• Exercise material:
┄┄┄┄┄┄┄┄┄┄
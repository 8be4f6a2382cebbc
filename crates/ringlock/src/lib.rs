//! Ringlock: compare deadlock-prone and deadlock-free acquisition protocols
//! over a ring of shared resources.
//!
//! This is the facade crate that re-exports the public API from the
//! ringlock sub-crates.
//!
//! # Quick start
//!
//! ```rust
//! use std::time::Duration;
//! use ringlock::prelude::*;
//!
//! let config = SimulationConfig {
//!     think_duration: Duration::from_millis(1),
//!     eat_duration: Duration::from_millis(1),
//!     ..SimulationConfig::new(5, ProtocolKind::OrderedAcquisition)
//! };
//! let mut sim = Simulation::new(config).unwrap();
//! let summary = sim
//!     .run(StopCondition::target_eats(25).with_deadline(Duration::from_secs(30)))
//!     .unwrap();
//! assert_eq!(summary.stop_reason, StopReason::TargetReached);
//! assert_eq!(summary.violations, 0);
//! ```
//!
//! # Modules
//!
//! | Module | Sub-crate | Contents |
//! |--------|-----------|----------|
//! | [`types`] | `ringlock-core` | Ids, lifecycle states, protocol kinds, errors |
//! | [`engine`] | `ringlock-engine` | Resources, protocols, monitor, simulation controller |

#![deny(missing_docs)]
#![deny(rustdoc::broken_intra_doc_links)]
#![forbid(unsafe_code)]

/// Ids, states and error types (`ringlock-core`).
pub use ringlock_core as types;

/// Resources, the ring, protocols and the simulation controller
/// (`ringlock-engine`).
///
/// [`engine::Simulation`] is the entry point; [`engine::Resource`] and
/// [`engine::AcquisitionProtocol`] are usable on their own.
pub use ringlock_engine as engine;

/// Common imports for typical ringlock usage.
///
/// ```rust
/// use ringlock::prelude::*;
/// ```
pub mod prelude {
    // Core types
    pub use ringlock_core::{AgentId, AgentState, DenyReason, ProtocolKind, ResourceId};

    // Errors
    pub use ringlock_core::{ConfigError, ResourceMisuseError};
    pub use ringlock_engine::SimulationError;

    // Engine
    pub use ringlock_engine::{
        ArbiterEvent, BackoffConfig, CancelHandle, ProgressMonitor, ProgressSnapshot, RunSummary,
        ShutdownReport, Simulation, SimulationConfig, StopCondition, StopReason,
    };
}
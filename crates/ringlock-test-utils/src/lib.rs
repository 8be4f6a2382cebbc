//! Test helpers for ringlock development.
//!
//! Log capture, polling waits, and timing presets short enough to keep
//! threaded tests fast.

#![forbid(unsafe_code)]
#![allow(missing_docs)]
#![deny(rustdoc::broken_intra_doc_links)]

use std::time::{Duration, Instant};

use tracing_subscriber::EnvFilter;

/// Install a test-writer `fmt` subscriber once per process.
///
/// Honours `RUST_LOG`; defaults to `warn`. Later calls are no-ops.
pub fn init_tracing() {
    let filter = EnvFilter::try_from_default_env().unwrap_or_else(|_| EnvFilter::new("warn"));
    let _ = tracing_subscriber::fmt()
        .with_env_filter(filter)
        .with_test_writer()
        .try_init();
}

/// Poll `cond` every few milliseconds until it holds or `timeout` passes.
/// Returns whether it held.
pub fn wait_until(timeout: Duration, mut cond: impl FnMut() -> bool) -> bool {
    let deadline = Instant::now() + timeout;
    loop {
        if cond() {
            return true;
        }
        if Instant::now() >= deadline {
            return false;
        }
        std::thread::sleep(Duration::from_millis(2));
    }
}

/// Millisecond-scale durations for a fast but still contended run.
#[derive(Clone, Copy, Debug)]
pub struct Timing {
    pub think: Duration,
    pub think_jitter: Duration,
    pub eat: Duration,
    pub acquire_timeout: Duration,
}

/// Eating dominates thinking, so neighbours contend constantly.
pub const CONTENDED: Timing = Timing {
    think: Duration::from_millis(2),
    think_jitter: Duration::from_millis(2),
    eat: Duration::from_millis(5),
    acquire_timeout: Duration::from_millis(10),
};

/// Short everything, for runs that only need a handful of meals.
pub const BRISK: Timing = Timing {
    think: Duration::from_millis(1),
    think_jitter: Duration::from_millis(1),
    eat: Duration::from_millis(1),
    acquire_timeout: Duration::from_millis(5),
};
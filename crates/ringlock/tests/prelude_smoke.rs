//! The prelude is enough to configure, run and inspect a simulation.

use std::time::Duration;

use ringlock::prelude::*;
use ringlock_test_utils::{init_tracing, BRISK};

#[test]
fn prelude_runs_every_protocol() {
    init_tracing();
    for protocol in ProtocolKind::ALL.into_iter().filter(|p| p.is_deadlock_free()) {
        let config = SimulationConfig {
            think_duration: BRISK.think,
            think_jitter: BRISK.think_jitter,
            eat_duration: BRISK.eat,
            acquire_timeout: BRISK.acquire_timeout,
            ..SimulationConfig::new(4, protocol)
        };
        let mut sim = Simulation::new(config).unwrap();
        let summary = sim
            .run(StopCondition::target_eats(40).with_deadline(Duration::from_secs(30)))
            .unwrap();
        assert_eq!(summary.stop_reason, StopReason::TargetReached, "{protocol}");
        assert_eq!(summary.protocol, protocol);
        assert_eq!(summary.violations, 0);
    }
}

#[test]
fn prelude_exposes_error_types() {
    let err: ConfigError = "nope".parse::<ProtocolKind>().unwrap_err();
    let sim_err: SimulationError = err.clone().into();
    assert_eq!(sim_err, SimulationError::Config(err));
}
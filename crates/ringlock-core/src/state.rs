//! Agent lifecycle states, protocol selection and denial reasons.

use std::fmt;
use std::str::FromStr;

use crate::error::ConfigError;

// ── AgentState ─────────────────────────────────────────────────────

/// Lifecycle state of an agent.
///
/// The normal cycle is `Thinking → Hungry → Acquiring → Eating → Releasing
/// → Thinking`. `Stopped` is terminal and reachable from any state once the
/// agent has observed cancellation and released everything it held.
#[derive(Clone, Copy, Debug, PartialEq, Eq, Hash)]
#[repr(u8)]
pub enum AgentState {
    /// Pausing between meals; holds nothing.
    Thinking = 0,
    /// Wants both resources; holds nothing.
    Hungry = 1,
    /// Inside the acquisition protocol.
    Acquiring = 2,
    /// Holds both resources and is doing work.
    Eating = 3,
    /// Giving both resources back.
    Releasing = 4,
    /// Terminated.
    Stopped = 5,
}

impl AgentState {
    /// Decode a state previously stored with `as u8`.
    ///
    /// Unknown values decode as `Stopped`.
    pub fn from_u8(v: u8) -> Self {
        match v {
            0 => Self::Thinking,
            1 => Self::Hungry,
            2 => Self::Acquiring,
            3 => Self::Eating,
            4 => Self::Releasing,
            _ => Self::Stopped,
        }
    }

    /// Whether an agent in this state is allowed to hold resources.
    ///
    /// Only `Acquiring` (mid-protocol), `Eating` and `Releasing` may.
    pub fn may_hold(self) -> bool {
        matches!(self, Self::Acquiring | Self::Eating | Self::Releasing)
    }
}

impl fmt::Display for AgentState {
    fn fmt(&self, f: &mut fmt::Formatter<'_>) -> fmt::Result {
        let s = match self {
            Self::Thinking => "thinking",
            Self::Hungry => "hungry",
            Self::Acquiring => "acquiring",
            Self::Eating => "eating",
            Self::Releasing => "releasing",
            Self::Stopped => "stopped",
        };
        f.write_str(s)
    }
}

// ── ProtocolKind ───────────────────────────────────────────────────

/// Which acquisition protocol every agent in a simulation uses.
#[derive(Clone, Copy, Debug, PartialEq, Eq, Hash)]
pub enum ProtocolKind {
    /// Left then right, both waiting forever. Can deadlock.
    Naive,
    /// Left then right, each with a bounded wait; gives back the left
    /// resource if the right one cannot be had.
    TimeoutBackoff,
    /// Lower resource id first, then higher, both waiting forever.
    OrderedAcquisition,
}

impl ProtocolKind {
    /// All protocol kinds, in declaration order.
    pub const ALL: [ProtocolKind; 3] = [
        ProtocolKind::Naive,
        ProtocolKind::TimeoutBackoff,
        ProtocolKind::OrderedAcquisition,
    ];

    /// Canonical name, accepted by [`FromStr`].
    pub fn name(self) -> &'static str {
        match self {
            Self::Naive => "naive",
            Self::TimeoutBackoff => "timeout_backoff",
            Self::OrderedAcquisition => "ordered_acquisition",
        }
    }

    /// Whether the protocol rules out deadlock by construction or by
    /// bounded holds.
    pub fn is_deadlock_free(self) -> bool {
        !matches!(self, Self::Naive)
    }
}

impl fmt::Display for ProtocolKind {
    fn fmt(&self, f: &mut fmt::Formatter<'_>) -> fmt::Result {
        f.write_str(self.name())
    }
}

impl FromStr for ProtocolKind {
    type Err = ConfigError;

    fn from_str(s: &str) -> Result<Self, Self::Err> {
        match s.to_ascii_lowercase().replace('-', "_").as_str() {
            "naive" => Ok(Self::Naive),
            "timeout_backoff" | "timeoutbackoff" | "backoff" => Ok(Self::TimeoutBackoff),
            "ordered_acquisition" | "orderedacquisition" | "ordered" => {
                Ok(Self::OrderedAcquisition)
            }
            _ => Err(ConfigError::UnknownProtocol {
                name: s.to_string(),
            }),
        }
    }
}

// ── DenyReason ─────────────────────────────────────────────────────

/// Why an acquisition attempt ended holding nothing.
#[derive(Clone, Copy, Debug, PartialEq, Eq, Hash)]
pub enum DenyReason {
    /// A bounded wait elapsed before the resource was granted.
    Timeout,
    /// A zero-length wait found the resource already held.
    Contention,
    /// The ring was closed by a hard stop while waiting.
    Closed,
}

impl fmt::Display for DenyReason {
    fn fmt(&self, f: &mut fmt::Formatter<'_>) -> fmt::Result {
        let s = match self {
            Self::Timeout => "timeout",
            Self::Contention => "contention",
            Self::Closed => "closed",
        };
        f.write_str(s)
    }
}
//! Hub Service - 서비스 인스턴스 조립
//!
//! 설정에서 이벤트 버스, 감사 로거, 호스트, 레지스트리를 만들어 하나의
//! 서비스 인스턴스로 묶습니다. 전역 상태는 없습니다. 인스턴스는 한 번
//! 생성되어 외부 요청을 처리하는 쪽에 명시적으로 전달됩니다.

use crate::host::PluginHost;
use crate::registry::PluginRegistry;
use plughub_foundation::{
    AuditEventListener, AuditLogger, AuditLoggerConfig, EventBus, HubConfig, Identity, Result,
};
use std::sync::Arc;
use tracing::info;

/// 조립된 서비스 인스턴스
pub struct HubService {
    /// 설정
    config: HubConfig,

    /// 이벤트 버스
    events: Arc<EventBus>,

    /// 감사 로거 (설정으로 비활성화 가능)
    audit: Option<Arc<AuditLogger>>,

    /// 플러그인 호스트
    host: Arc<PluginHost>,

    /// 플러그인 레지스트리
    registry: Arc<PluginRegistry>,
}

impl HubService {
    /// 설정으로 서비스 생성
    pub async fn new(config: HubConfig) -> Result<Self> {
        let events = Arc::new(EventBus::with_config((&config.events).into()));

        let audit = if config.audit.enabled {
            let logger = Arc::new(AuditLogger::with_config(AuditLoggerConfig {
                db_path: config.audit.db_path.clone(),
            })?);
            AuditEventListener::register(logger.clone(), &events).await;
            Some(logger)
        } else {
            None
        };

        let host = Arc::new(PluginHost::new());
        let registry = Arc::new(PluginRegistry::new(
            Identity::new(config.owner.as_str()),
            host.clone(),
            events.clone(),
        ));

        info!(
            owner = %config.owner,
            audit = config.audit.enabled,
            "Hub service initialized"
        );

        Ok(Self {
            config,
            events,
            audit,
            host,
            registry,
        })
    }

    /// 기본 설정으로 서비스 생성
    pub async fn with_defaults() -> Result<Self> {
        Self::new(HubConfig::default()).await
    }

    /// 서비스 설정
    pub fn config(&self) -> &HubConfig {
        &self.config
    }

    /// 이벤트 버스
    pub fn events(&self) -> &Arc<EventBus> {
        &self.events
    }

    /// 감사 로거 (활성화된 경우)
    pub fn audit(&self) -> Option<&Arc<AuditLogger>> {
        self.audit.as_ref()
    }

    /// 플러그인 호스트
    pub fn host(&self) -> &Arc<PluginHost> {
        &self.host
    }

    /// 플러그인 레지스트리
    pub fn registry(&self) -> &Arc<PluginRegistry> {
        &self.registry
    }

    /// 레지스트리 소유자 identity
    pub fn owner(&self) -> Identity {
        Identity::new(self.config.owner.as_str())
    }
}

// ============================================================================
// 테스트
// ============================================================================

#[cfg(test)]
mod tests {
    use super::*;
    use crate::plugins::ArithmeticPlugin;
    use plughub_foundation::{AuditAction, AuditConfig, AuditQuery};
    use std::path::PathBuf;

    fn in_memory_config() -> HubConfig {
        HubConfig {
            owner: "owner".to_string(),
            audit: AuditConfig {
                enabled: true,
                db_path: PathBuf::from(":memory:"),
            },
            ..Default::default()
        }
    }

    #[tokio::test]
    async fn test_service_wiring_end_to_end() {
        let service = HubService::new(in_memory_config()).await.unwrap();
        let owner = service.owner();

        let plugin = ArithmeticPlugin::new(2, service.events().clone()).unwrap();
        let addr = service.host().deploy(Arc::new(plugin)).await;
        let id = service.registry().add_plugin(&owner, addr).await.unwrap();

        let result = service.registry().execute_plugin(&owner, id, 21).await.unwrap();
        assert_eq!(result, 42);

        // 감사 로그: 등록 1건 + 연산 수행 1건 + 디스패치 1건
        let audit = service.audit().unwrap();
        assert_eq!(audit.count().await.unwrap(), 3);

        let executed = audit
            .query(&AuditQuery::new().with_actions(vec![AuditAction::PluginExecuted]))
            .await
            .unwrap();
        assert_eq!(executed.len(), 1);
    }

    #[tokio::test]
    async fn test_audit_can_be_disabled() {
        let mut config = in_memory_config();
        config.audit.enabled = false;

        let service = HubService::new(config).await.unwrap();
        assert!(service.audit().is_none());
        assert_eq!(service.events().listener_count().await, 0);
    }
}
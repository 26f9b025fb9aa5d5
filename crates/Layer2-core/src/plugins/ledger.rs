//! Ledger Plugin - 생성 전용 볼트 렛저
//!
//! 자체적으로 조밀한 볼트 테이블을 유지합니다. 레지스트리의 플러그인
//! 테이블과는 완전히 별개의 네임스페이스입니다. 생성 이후 잔액이나
//! active 상태를 바꾸는 연산은 존재하지 않습니다 (입출금/이체 없음).

use async_trait::async_trait;
use chrono::{DateTime, Utc};
use plughub_foundation::event::{plugin, vault, EventBus};
use plughub_foundation::{CallContext, Error, Identity, PluginAction, Result, VaultId};
use serde::{Deserialize, Serialize};
use std::sync::Arc;
use tokio::sync::RwLock;
use tracing::info;

// ============================================================================
// VaultRecord
// ============================================================================

/// 볼트 레코드 (생성 후 불변)
#[derive(Debug, Clone, Serialize, Deserialize)]
pub struct VaultRecord {
    /// 볼트 ID (0부터 생성 순서대로)
    pub id: VaultId,

    /// 생성자 (디스패치 경유 시 레지스트리 자신)
    pub owner: Identity,

    /// 잔액 (생성 시 지정, 이후 불변, 검증 없음)
    pub balance: i64,

    /// 활성 플래그 (생성 시 항상 true, 비활성화 연산 없음)
    pub active: bool,

    /// 생성 시간 (레코드 간 비감소)
    pub created_at: DateTime<Utc>,
}

/// 볼트 테이블
struct VaultTable {
    records: Vec<VaultRecord>,

    /// 마지막 생성 시간 (시계가 뒤로 가도 생성 시간은 내려가지 않음)
    last_created_at: DateTime<Utc>,
}

// ============================================================================
// LedgerPlugin
// ============================================================================

/// 렛저 플러그인
pub struct LedgerPlugin {
    /// 볼트 저장소
    vaults: RwLock<VaultTable>,

    /// 이벤트 버스
    events: Arc<EventBus>,
}

impl LedgerPlugin {
    /// 새 플러그인 생성
    pub fn new(events: Arc<EventBus>) -> Self {
        Self {
            vaults: RwLock::new(VaultTable {
                records: Vec::new(),
                last_created_at: DateTime::<Utc>::MIN_UTC,
            }),
            events,
        }
    }

    /// 볼트 생성 (공통 경로)
    async fn create_vault(&self, owner: Identity, balance: i64) -> VaultId {
        let id = {
            let mut table = self.vaults.write().await;

            let now = Utc::now().max(table.last_created_at);
            let id = VaultId(table.records.len() as u64);

            table.records.push(VaultRecord {
                id,
                owner: owner.clone(),
                balance,
                active: true,
                created_at: now,
            });
            table.last_created_at = now;

            id
        };

        info!(id = %id, owner = %owner, balance, "Vault created");
        self.events.publish(vault::created(id, &owner, balance)).await;

        id
    }

    /// 레지스트리를 거치지 않는 직접 생성
    ///
    /// 소유자는 직접 호출자 자신입니다.
    pub async fn create_vault_direct(&self, caller: &Identity, initial_balance: i64) -> VaultId {
        self.create_vault(caller.clone(), initial_balance).await
    }

    /// 볼트 정보 조회
    ///
    /// `id >= get_vault_count()`이면 `NotFound`. 범위 검사만으로
    /// 충분합니다 (삭제 메커니즘이 없으므로). 반환값은 불변 스냅샷입니다.
    pub async fn get_vault_info(&self, id: VaultId) -> Result<VaultRecord> {
        let table = self.vaults.read().await;
        table
            .records
            .get(id.0 as usize)
            .cloned()
            .ok_or_else(|| Error::not_found(id.to_string()))
    }

    /// 지금까지 생성된 볼트 수 (단조 증가)
    pub async fn get_vault_count(&self) -> u64 {
        self.vaults.read().await.records.len() as u64
    }
}

#[async_trait]
impl PluginAction for LedgerPlugin {
    fn name(&self) -> &str {
        "ledger"
    }

    async fn perform_action(&self, ctx: &CallContext, input: i64) -> Result<i64> {
        // 디스패치 경유 시 관찰되는 호출자는 레지스트리 자신이다.
        // 원래 외부 호출자는 이 플러그인에 보이지 않는다.
        let id = self.create_vault(ctx.caller().clone(), input).await;

        self.events
            .publish(plugin::action_performed(self.name(), input, id.0 as i64))
            .await;

        Ok(id.0 as i64)
    }
}

// ============================================================================
// 테스트
// ============================================================================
┄┄┄┄┄┄┄┄┄┄
• Task to complete: If a line in the records contains "enum", report it.

• Final answer:
pub enum AgentState {
pub enum ProtocolKind {
pub enum DenyReason {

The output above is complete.